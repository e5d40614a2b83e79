//! Sigma level and defect rate conversions.
//!
//! Long-term defect rates assume the process mean drifts 1.5σ from where it
//! was characterised:
//!
//! | Sigma | Defects per million |
//! |-------|---------------------|
//! | 6.0   | 3.4                 |
//! | 5.0   | 233                 |
//! | 4.0   | 6,210               |
//! | 3.0   | 66,807              |
//! | 2.0   | 308,538             |
//!
//! # References
//!
//! - Harry & Schroeder (2000), *Six Sigma: The Breakthrough Management Strategy*.
//! - Westgard, J.O. (2006). *Six Sigma Quality Design and Control*, 2nd ed.

use u_numflow::special::{inverse_normal_cdf, standard_normal_cdf};

/// Long-term mean shift, in σ units, assumed by the conversions.
pub const LONG_TERM_SHIFT: f64 = 1.5;

/// Converts a sigma metric to a long-term defects-per-million rate.
///
/// ```text
/// DPM = 1,000,000 * (1 - Phi(sigma - 1.5))
/// ```
///
/// # Examples
///
/// ```
/// use u_labqc::capability::sigma_to_dpm;
///
/// assert!((sigma_to_dpm(6.0) - 3.4).abs() < 1.0);
/// assert!((sigma_to_dpm(3.0) - 66_807.0).abs() < 500.0);
/// ```
pub fn sigma_to_dpm(sigma: f64) -> f64 {
    1_000_000.0 * (1.0 - standard_normal_cdf(sigma - LONG_TERM_SHIFT))
}

/// Converts a defects-per-million rate back to a sigma metric.
///
/// # Returns
///
/// `None` if `dpm` is NaN or outside `(0, 1_000_000)`.
///
/// # Examples
///
/// ```
/// use u_labqc::capability::dpm_to_sigma;
///
/// let sigma = dpm_to_sigma(233.0).unwrap();
/// assert!((sigma - 5.0).abs() < 0.1);
/// assert!(dpm_to_sigma(0.0).is_none());
/// ```
pub fn dpm_to_sigma(dpm: f64) -> Option<f64> {
    if dpm.is_nan() || dpm <= 0.0 || dpm >= 1_000_000.0 {
        return None;
    }
    let z = inverse_normal_cdf(1.0 - dpm / 1_000_000.0);
    z.is_finite().then_some(z + LONG_TERM_SHIFT)
}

What needs to be done: Retype each line of the data exactly as it reads.

Response to this exercise:
repository e5d40614a2b83e79
//! Sigma level and defect rate conversions.
//!
//! Long-term defect rates assume the process mean drifts 1.5σ from where it
//! was characterised:
//!
//! | Sigma | Defects per million |
//! |-------|---------------------|
//! | 6.0   | 3.4                 |
//! | 5.0   | 233                 |
//! | 4.0   | 6,210               |
//! | 3.0   | 66,807              |
//! | 2.0   | 308,538             |
//!
//! # References
//!
//! - Harry & Schroeder (2000), *Six Sigma: The Breakthrough Management Strategy*.
//! - Westgard, J.O. (2006). *Six Sigma Quality Design and Control*, 2nd ed.

use u_numflow::special::{inverse_normal_cdf, standard_normal_cdf};

/// Long-term mean shift, in σ units, assumed by the conversions.
pub const LONG_TERM_SHIFT: f64 = 1.5;

/// Converts a sigma metric to a long-term defects-per-million rate.
///
/// ```text
/// DPM = 1,000,000 * (1 - Phi(sigma - 1.5))
/// ```
///
/// # Examples
///
/// ```
/// use u_labqc::capability::sigma_to_dpm;
///
/// assert!((sigma_to_dpm(6.0) - 3.4).abs() < 1.0);
/// assert!((sigma_to_dpm(3.0) - 66_807.0).abs() < 500.0);
/// ```
pub fn sigma_to_dpm(sigma: f64) -> f64 {
    1_000_000.0 * (1.0 - standard_normal_cdf(sigma - LONG_TERM_SHIFT))
}

/// Converts a defects-per-million rate back to a sigma metric.
///
/// # Returns
///
/// `None` if `dpm` is NaN or outside `(0, 1_000_000)`.
///
/// # Examples
///
/// ```
/// use u_labqc::capability::dpm_to_sigma;
///
/// let sigma = dpm_to_sigma(233.0).unwrap();
/// assert!((sigma - 5.0).abs() < 0.1);
/// assert!(dpm_to_sigma(0.0).is_none());
/// ```
pub fn dpm_to_sigma(dpm: f64) -> Option<f64> {
    if dpm.is_nan() || dpm <= 0.0 || dpm >= 1_000_000.0 {
        return None;
    }
    let z = inverse_normal_cdf(1.0 - dpm / 1_000_000.0);
    z.is_finite().then_some(z + LONG_TERM_SHIFT)
}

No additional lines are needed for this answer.